I doubt if any one nation is braver than any other; and the fact that from Holland we get the contemptuous term “Dutch courage,” meaning the courage which is dependent upon spirits (originally as supplied to malefactors about to mount the scaffold), is no indication that the Dutch lack bravery. To one who inquired as to the derivation of the phrase a poet unknown to me thus replied, somewhen in the reign of William IV. The retort, I think, was sound:—
Do you ask what is
Dutch courage?
Ask the Thames,
and ask the fleet,
That, in London’s fire
and plague years,
With De Ruyter
yards could mete:
Ask Prince Robert and d’Estrees,
Ask your Solebay
and the Boyne,
Ask the Duke, whose iron valour
With our chivalry
did join,
Ask your Wellington, oh ask
him,
Of our Prince
of Orange bold,
And a tale of nobler spirit
Will to wond’ring
ears be told;
And if ever foul invaders
Threaten your
King William’s throne,
If dark Papacy be running,
Or if Chartists
want your own,
Or whatever may betide you,
That needs rid
of foreign will,
Only ask of your Dutch neighbours,
And you’ll
see Dutch courage still.
Chapter III
Dordrecht and Utrecht
By water to Dordrecht—Her four rivers—The milkmaid and the coat of arms—The Staple of Dort—Overhanging houses—Albert Cuyp—Nicolas Maes—Ferdinand Bol—Ary Scheffer—G.H. Breitner—A Dort carver—The Synod of Dort—“The exquisite rancour of theologians”—La Tulipe Noire—Bernard Mandeville—The exclusive Englishman—The Castle of Loevenstein—The escape of Grotius—Gorcum’s taste outraged—By rail to Utrecht—A free church—The great storm of 1674—Utrecht Cathedral—Jan van Scorel—Paul Moreelse—A too hospitable museum.

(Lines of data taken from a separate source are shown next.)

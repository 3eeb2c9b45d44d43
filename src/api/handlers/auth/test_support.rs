//! In-memory provider and audit doubles for handler tests.

use async_trait::async_trait;
use secrecy::{ExposeSecret, SecretString};
use std::collections::HashMap;
use std::sync::atomic::{AtomicBool, AtomicUsize, Ordering};
use std::sync::{Arc, Mutex};
use url::Url;

use super::audit::{AuditEvent, AuditSink};
use super::provider::{
    Capabilities, IdentityProvider, Identity, Profile, ProviderError, SignInOutcome,
};
use super::refresh_store::RefreshSessionStore;
use super::state::{AuthConfig, AuthState, RunMode};
use super::token::TokenIssuer;

pub(crate) const TEST_FRONTEND: &str = "https://app.example.com";
pub(crate) const TEST_PUBLIC: &str = "https://api.example.com";

#[derive(Default)]
pub(crate) struct FakeProvider {
    accounts: Mutex<HashMap<String, (Identity, String)>>,
    codes: Mutex<HashMap<String, String>>,
    pub(crate) healthy: AtomicBool,
    pub(crate) unavailable: AtomicBool,
    pub(crate) admin_lookup: AtomicBool,
    pub(crate) health_calls: AtomicUsize,
    pub(crate) sign_up_calls: AtomicUsize,
    pub(crate) signed_out: Mutex<Vec<String>>,
    pub(crate) last_verifier: Mutex<Option<String>>,
}

impl FakeProvider {
    pub(crate) fn new() -> Self {
        let provider = Self::default();
        provider.healthy.store(true, Ordering::SeqCst);
        provider
    }

    pub(crate) fn identity(&self, email: &str) -> Identity {
        Identity {
            id: format!("id-{email}"),
            email: email.to_string(),
            name: None,
            company: None,
        }
    }

    pub(crate) fn with_account(self, email: &str, password: &str) -> Self {
        self.add_account(email, password);
        self
    }

    pub(crate) fn add_account(&self, email: &str, password: &str) {
        let identity = self.identity(email);
        if let Ok(mut accounts) = self.accounts.lock() {
            accounts.insert(email.to_string(), (identity, password.to_string()));
        }
    }

    pub(crate) fn account_count(&self) -> usize {
        self.accounts.lock().map_or(0, |accounts| accounts.len())
    }

    /// Register an authorization code that exchanges into `email`'s identity.
    pub(crate) fn add_code(&self, code: &str, email: &str) {
        if let Ok(mut codes) = self.codes.lock() {
            codes.insert(code.to_string(), email.to_string());
        }
    }

    fn check_available(&self) -> Result<(), ProviderError> {
        if self.unavailable.load(Ordering::SeqCst) {
            Err(ProviderError::Unavailable("fake provider down".to_string()))
        } else {
            Ok(())
        }
    }

    fn find(&self, email: &str) -> Option<(Identity, String)> {
        self.accounts
            .lock()
            .ok()
            .and_then(|accounts| accounts.get(email).cloned())
    }
}

#[async_trait]
impl IdentityProvider for FakeProvider {
    async fn sign_in(&self, email: &str, password: &SecretString) -> Result<SignInOutcome, ProviderError> {
        self.check_available()?;
        match self.find(email) {
            Some((identity, stored)) if stored == password.expose_secret() => Ok(SignInOutcome {
                session: Some(format!("session-{}", identity.id)),
                identity,
            }),
            _ => Err(ProviderError::InvalidCredentials),
        }
    }

    async fn sign_up(
        &self,
        email: &str,
        password: &SecretString,
        profile: &Profile,
    ) -> Result<Identity, ProviderError> {
        self.check_available()?;
        self.sign_up_calls.fetch_add(1, Ordering::SeqCst);
        let mut accounts = self
            .accounts
            .lock()
            .map_err(|_| ProviderError::Unavailable("poisoned".to_string()))?;
        if accounts.contains_key(email) {
            return Err(ProviderError::AlreadyExists);
        }
        let identity = Identity {
            name: profile.name.clone(),
            company: profile.company.clone(),
            ..self.identity(email)
        };
        accounts.insert(
            email.to_string(),
            (identity.clone(), password.expose_secret().to_string()),
        );
        Ok(identity)
    }

    async fn sign_out(&self, session: &str) -> Result<(), ProviderError> {
        self.check_available()?;
        if let Ok(mut signed_out) = self.signed_out.lock() {
            signed_out.push(session.to_string());
        }
        Ok(())
    }

    async fn lookup_by_email(&self, email: &str) -> Result<Option<Identity>, ProviderError> {
        if !self.admin_lookup.load(Ordering::SeqCst) {
            return Ok(None);
        }
        self.check_available()?;
        Ok(self.find(email).map(|(identity, _)| identity))
    }

    async fn lookup_by_id(&self, id: &str) -> Result<Option<Identity>, ProviderError> {
        if !self.admin_lookup.load(Ordering::SeqCst) {
            return Ok(None);
        }
        self.check_available()?;
        Ok(self.accounts.lock().ok().and_then(|accounts| {
            accounts
                .values()
                .find(|(identity, _)| identity.id == id)
                .map(|(identity, _)| identity.clone())
        }))
    }

    fn authorize_url(
        &self,
        provider: &str,
        redirect_to: &str,
        code_challenge: &str,
    ) -> Result<Url, ProviderError> {
        let mut url = Url::parse("https://idp.example.com/auth/v1/authorize")
            .map_err(|err| ProviderError::Unavailable(err.to_string()))?;
        url.query_pairs_mut()
            .append_pair("provider", provider)
            .append_pair("redirect_to", redirect_to)
            .append_pair("code_challenge", code_challenge)
            .append_pair("code_challenge_method", "s256");
        Ok(url)
    }

    async fn exchange_code(&self, code: &str, code_verifier: &str) -> Result<SignInOutcome, ProviderError> {
        self.check_available()?;
        if let Ok(mut last) = self.last_verifier.lock() {
            *last = Some(code_verifier.to_string());
        }
        let email = self
            .codes
            .lock()
            .ok()
            .and_then(|mut codes| codes.remove(code))
            .ok_or(ProviderError::InvalidCredentials)?;
        let identity = self
            .find(&email)
            .map_or_else(|| self.identity(&email), |(identity, _)| identity);
        Ok(SignInOutcome {
            session: Some(format!("session-{}", identity.id)),
            identity,
        })
    }

    async fn health(&self) -> Result<(), ProviderError> {
        self.health_calls.fetch_add(1, Ordering::SeqCst);
        if self.healthy.load(Ordering::SeqCst) {
            Ok(())
        } else {
            Err(ProviderError::Unavailable("fake provider unhealthy".to_string()))
        }
    }

    fn capabilities(&self) -> Capabilities {
        Capabilities {
            admin_lookup: self.admin_lookup.load(Ordering::SeqCst),
        }
    }
}

#[derive(Default)]
pub(crate) struct RecordingAuditSink {
    events: Mutex<Vec<AuditEvent>>,
}

impl RecordingAuditSink {
    pub(crate) fn actions(&self) -> Vec<String> {
        self.events.lock().map_or_else(
            |_| Vec::new(),
            |events| events.iter().map(|event| event.action.clone()).collect(),
        )
    }
}

impl AuditSink for RecordingAuditSink {
    fn record(&self, event: AuditEvent) {
        if let Ok(mut events) = self.events.lock() {
            events.push(event);
        }
    }
}

pub(crate) fn test_config() -> AuthConfig {
    AuthConfig::new(TEST_FRONTEND.to_string(), TEST_PUBLIC.to_string()).with_run_mode(RunMode::Test)
}

pub(crate) struct Harness {
    pub(crate) state: Arc<AuthState>,
    pub(crate) provider: Arc<FakeProvider>,
    pub(crate) audit: Arc<RecordingAuditSink>,
}

pub(crate) fn harness_with(config: AuthConfig, provider: FakeProvider) -> Harness {
    harness_with_sessions(config, provider, RefreshSessionStore::memory())
}

pub(crate) fn harness_with_sessions(
    config: AuthConfig,
    provider: FakeProvider,
    sessions: RefreshSessionStore,
) -> Harness {
    let provider = Arc::new(provider);
    let audit = Arc::new(RecordingAuditSink::default());
    let state = AuthState::new(config, TokenIssuer::ephemeral(), provider.clone())
        .with_sessions(sessions)
        .with_audit(audit.clone());
    Harness {
        state: Arc::new(state),
        provider,
        audit,
    }
}

pub(crate) fn harness() -> Harness {
    harness_with(
        test_config(),
        FakeProvider::new().with_account("a@b.com", "Aa12345!"),
    )
}

pub(crate) fn test_state() -> (Arc<AuthState>, Arc<FakeProvider>) {
    let Harness { state, provider, .. } = harness();
    (state, provider)
}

Dordrecht must be approached by water, because then one sees her as she was seen so often, and painted so often, by her great son Albert Cuyp, and by countless artists since.
I steamed from Rotterdam to Dordrecht on a grey windy morning, on a passenger boat bound ultimately for Nymwegen. We carried a very mixed cargo. In a cage at the bows was a Friesland mare, while the whole of the deck at the stern was piled high with motor spirit. Between came myriad barrels of beer and other merchandise.
The course to Dordrecht (which it is simpler to call Dort) is up the Maas for some miles; past shipbuilding yards, at Sylverdyk (where is a great heronry) and Kinderdyk; past fishermen dropping their nets for salmon, which they may take only on certain days, to give their German brethren, higher up the river, a chance; past meadows golden with marsh marigolds; past every kind of craft, most attractive of all being the tjalcks with their brown or black sails and green-lined hulls, not unlike those from Rochester which swim so steadily in the reaches of the Thames about Greenwich. The journey takes an hour and a half, the last half-hour being spent in a canal leading south from the Maas and ultimately joining Dort’s confluence of waters.